• WORK INSTRUCTIONS
Return the lines of the data below exactly. Start at the first and end with the line containing "best-effort; if one".

══ RECORD EXTRACTS

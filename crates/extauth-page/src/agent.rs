//! Page Agent: mock authentication and the page-local view of login state.
//!
//! Owns the page's storage, cookie jar, window, and UI state, and talks to
//! the Session Coordinator over the message channel. The page record and
//! the coordinator's store are updated independently, best-effort; if one
//! write fails the other is not rolled back.

use std::path::Path;
use std::sync::Arc;
use std::time::Duration;

use parking_lot::{Mutex, RwLock};
use tokio::task::JoinHandle;
use tracing::{debug, info, warn};

use extauth_background::CoordinatorHandle;
use extauth_core::{token, Error, ExtAuthConfig, Result};

use crate::cookies::{CookieJar, AUTH_COOKIE};
use crate::storage::{LocalStorage, KEY_AUTH_TOKEN, KEY_CURRENT_USER, KEY_IS_LOGGED_IN};
use crate::ui::UiState;
use crate::window::{PageWindow, LOGOUT_PARAM};

/// Result of the trust-on-read token check.
#[derive(Debug, Clone, PartialEq, Eq)]
pub struct AuthCheck {
    pub is_authenticated: bool,
    pub username: Option<String>,
}

impl AuthCheck {
    fn not_authenticated() -> Self {
        Self {
            is_authenticated: false,
            username: None,
        }
    }
}

/// Snapshot of the page-local auth record: storage keys plus the live
/// session cookie value.
#[derive(Debug, Clone, PartialEq, Eq)]
pub struct LocalAuthRecord {
    pub is_logged_in: Option<String>,
    pub current_user: Option<String>,
    pub auth_token: Option<String>,
    pub session_cookie: Option<String>,
}

/// The login page script.
pub struct PageAgent {
    storage: LocalStorage,
    cookies: CookieJar,
    window: Arc<PageWindow>,
    coordinator: CoordinatorHandle,
    config: ExtAuthConfig,
    ui: RwLock<UiState>,
    current_user: RwLock<Option<String>>,
    pending_navigation: Mutex<Option<JoinHandle<()>>>,
}

impl PageAgent {
    /// Create an agent for the configured login page URL.
    pub fn new(data_dir: &Path, coordinator: CoordinatorHandle, config: ExtAuthConfig) -> Self {
        let url = config.login_url.clone();
        Self::with_url(data_dir, &url, coordinator, config)
    }

    /// Create an agent with an explicit starting URL.
    pub fn with_url(
        data_dir: &Path,
        url: &str,
        coordinator: CoordinatorHandle,
        config: ExtAuthConfig,
    ) -> Self {
        Self {
            storage: LocalStorage::open(data_dir),
            cookies: CookieJar::open(data_dir),
            window: Arc::new(PageWindow::new(url)),
            coordinator,
            config,
            ui: RwLock::new(UiState::default()),
            current_user: RwLock::new(None),
            pending_navigation: Mutex::new(None),
        }
    }

    // ---------------------------------------------------------------
    // Page load
    // ---------------------------------------------------------------

    /// Run the page-load restoration policy.
    ///
    /// In order: a post-logout URL marker forces a clean logged-out state
    /// (marker consumed); otherwise the stored token is trusted if it
    /// decodes; otherwise a surviving `isLoggedIn` flag self-heals by
    /// regenerating the missing token.
    pub async fn load(&self) -> Result<()> {
        if self.window.query_param(LOGOUT_PARAM).as_deref() == Some("true") {
            info!("Page loaded after logout, ensuring clean state");
            self.window.strip_query();
            *self.current_user.write() = None;
            self.set_ui(UiState::LoggedOut {
                previous_user: None,
            });
            return Ok(());
        }

        let check = self.check_authentication();
        if check.is_authenticated {
            if let Some(username) = check.username {
                self.enter_logged_in(&username).await;
                return Ok(());
            }
        }

        if self.storage.get_item(KEY_IS_LOGGED_IN).as_deref() == Some("true") {
            // Token missing or unreadable but the flag survived; regenerate
            // the token and carry on as logged in.
            let username = self.storage.get_item(KEY_CURRENT_USER).unwrap_or_default();
            let fresh = token::issue(&username);
            self.storage.set_item(KEY_AUTH_TOKEN, &fresh);
            self.enter_logged_in(&username).await;
            return Ok(());
        }

        self.set_ui(UiState::LoggedOut {
            previous_user: None,
        });
        Ok(())
    }

    // ---------------------------------------------------------------
    // Authentication
    // ---------------------------------------------------------------

    /// Mock credential check. Any non-empty pair succeeds after the
    /// configured delay; success writes the token and the session cookie.
    pub async fn authenticate(&self, username: &str, password: &str) -> Result<()> {
        if username.is_empty() || password.is_empty() {
            return Err(Error::InvalidCredentials);
        }
        tokio::time::sleep(Duration::from_millis(self.config.auth_delay_ms)).await;

        let token = token::issue(username);
        self.storage.set_item(KEY_AUTH_TOKEN, &token);
        self.cookies.set_auth_session(&token);
        Ok(())
    }

    /// Full login flow, as driven from the login form.
    pub async fn login(&self, username: &str, password: &str) -> Result<()> {
        self.set_ui(UiState::LoggingIn);
        match self.authenticate(username, password).await {
            Ok(()) => {
                self.enter_logged_in(username).await;
                Ok(())
            }
            Err(e) => {
                self.set_ui(UiState::LoggedOut {
                    previous_user: None,
                });
                Err(e)
            }
        }
    }

    /// Trust-on-read check of the stored token. Decode failures are
    /// swallowed and report as not authenticated.
    pub fn check_authentication(&self) -> AuthCheck {
        let Some(token) = self.storage.get_item(KEY_AUTH_TOKEN) else {
            return AuthCheck::not_authenticated();
        };
        match token::decode(&token) {
            Ok(claims) => AuthCheck {
                is_authenticated: true,
                username: Some(claims.username),
            },
            Err(e) => {
                warn!("Invalid token format: {}", e);
                AuthCheck::not_authenticated()
            }
        }
    }

    /// Reach the logged-in state: update UI, refresh the page record, and
    /// notify the coordinator. Runs on fresh logins and on restores alike,
    /// so a restored page re-announces itself to the coordinator.
    async fn enter_logged_in(&self, username: &str) {
        *self.current_user.write() = Some(username.to_string());
        self.set_ui(UiState::LoggedIn {
            username: username.to_string(),
        });
        info!("User {} logged in successfully", username);

        self.storage.set_item(KEY_IS_LOGGED_IN, "true");
        self.storage.set_item(KEY_CURRENT_USER, username);

        let token = self.storage.get_item(KEY_AUTH_TOKEN).unwrap_or_default();
        if let Err(e) = self.coordinator.login(username, &token).await {
            warn!("Failed to notify coordinator of login: {}", e);
        }
    }

    // ---------------------------------------------------------------
    // Logout
    // ---------------------------------------------------------------

    /// Log out using the configured test-mode flag.
    pub async fn logout(&self) -> Result<()> {
        self.perform_logout(self.config.test_mode).await
    }

    /// Log out. Test mode suppresses the reload request and the post-logout
    /// navigation so a harness can inspect the final state in place.
    pub async fn perform_logout(&self, test_mode: bool) -> Result<()> {
        info!("Performing logout");

        self.storage.remove_item(KEY_IS_LOGGED_IN);
        self.storage.remove_item(KEY_CURRENT_USER);
        self.storage.remove_item(KEY_AUTH_TOKEN);
        self.cookies.expire_auth_session();
        info!("Cleared authentication data");

        let previous_user = self.current_user.read().clone();
        match self
            .coordinator
            .logout(previous_user.clone(), !test_mode)
            .await
        {
            Ok(response) => debug!("Coordinator acknowledged logout: {:?}", response),
            Err(e) => warn!("Failed to notify coordinator of logout: {}", e),
        }

        self.set_ui(UiState::LoggedOut {
            previous_user: previous_user.clone(),
        });
        if let Some(user) = &previous_user {
            info!("User {} logged out", user);
        }
        *self.current_user.write() = None;

        if test_mode {
            info!("Test mode: skipping page reload after logout");
        } else {
            self.schedule_post_logout_navigation(previous_user);
        }
        Ok(())
    }

    /// After the configured delay, rewrite the URL to its post-logout
    /// variant so the next load lands on the marker branch even if the
    /// host reload never happens.
    fn schedule_post_logout_navigation(&self, previous_user: Option<String>) {
        let mut pending = self.pending_navigation.lock();
        if let Some(task) = pending.take() {
            task.abort();
        }
        let window = self.window.clone();
        let delay = Duration::from_millis(self.config.navigate_delay_ms);
        *pending = Some(tokio::spawn(async move {
            tokio::time::sleep(delay).await;
            if let Some(user) = &previous_user {
                info!("Page ready for reload after logout of user: {}", user);
            }
            let target = format!("{}?{}=true", window.base_url(), LOGOUT_PARAM);
            window.navigate(&target);
        }));
    }

    // ---------------------------------------------------------------
    // Accessors
    // ---------------------------------------------------------------

    /// Current UI state.
    pub fn ui(&self) -> UiState {
        self.ui.read().clone()
    }

    /// The remembered username, if anyone is logged in.
    pub fn current_user(&self) -> Option<String> {
        self.current_user.read().clone()
    }

    /// The page's window handle.
    pub fn window(&self) -> &PageWindow {
        &self.window
    }

    /// The page's local storage.
    pub fn storage(&self) -> &LocalStorage {
        &self.storage
    }

    /// The page's cookie jar.
    pub fn cookies(&self) -> &CookieJar {
        &self.cookies
    }

    /// Snapshot the page-local auth record.
    pub fn local_auth_record(&self) -> LocalAuthRecord {
        LocalAuthRecord {
            is_logged_in: self.storage.get_item(KEY_IS_LOGGED_IN),
            current_user: self.storage.get_item(KEY_CURRENT_USER),
            auth_token: self.storage.get_item(KEY_AUTH_TOKEN),
            session_cookie: self.cookies.get(AUTH_COOKIE),
        }
    }

    fn set_ui(&self, state: UiState) {
        *self.ui.write() = state;
    }
}

impl Drop for PageAgent {
    fn drop(&mut self) {
        if let Some(task) = self.pending_navigation.lock().take() {
            task.abort();
        }
    }
}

════

• ANSWER TO THE PROBLEM
filename crates/extauth-page/src/agent.rs
//! Page Agent: mock authentication and the page-local view of login state.
//!
//! Owns the page's storage, cookie jar, window, and UI state, and talks to
//! the Session Coordinator over the message channel. The page record and
//! the coordinator's store are updated independently, best-effort; if one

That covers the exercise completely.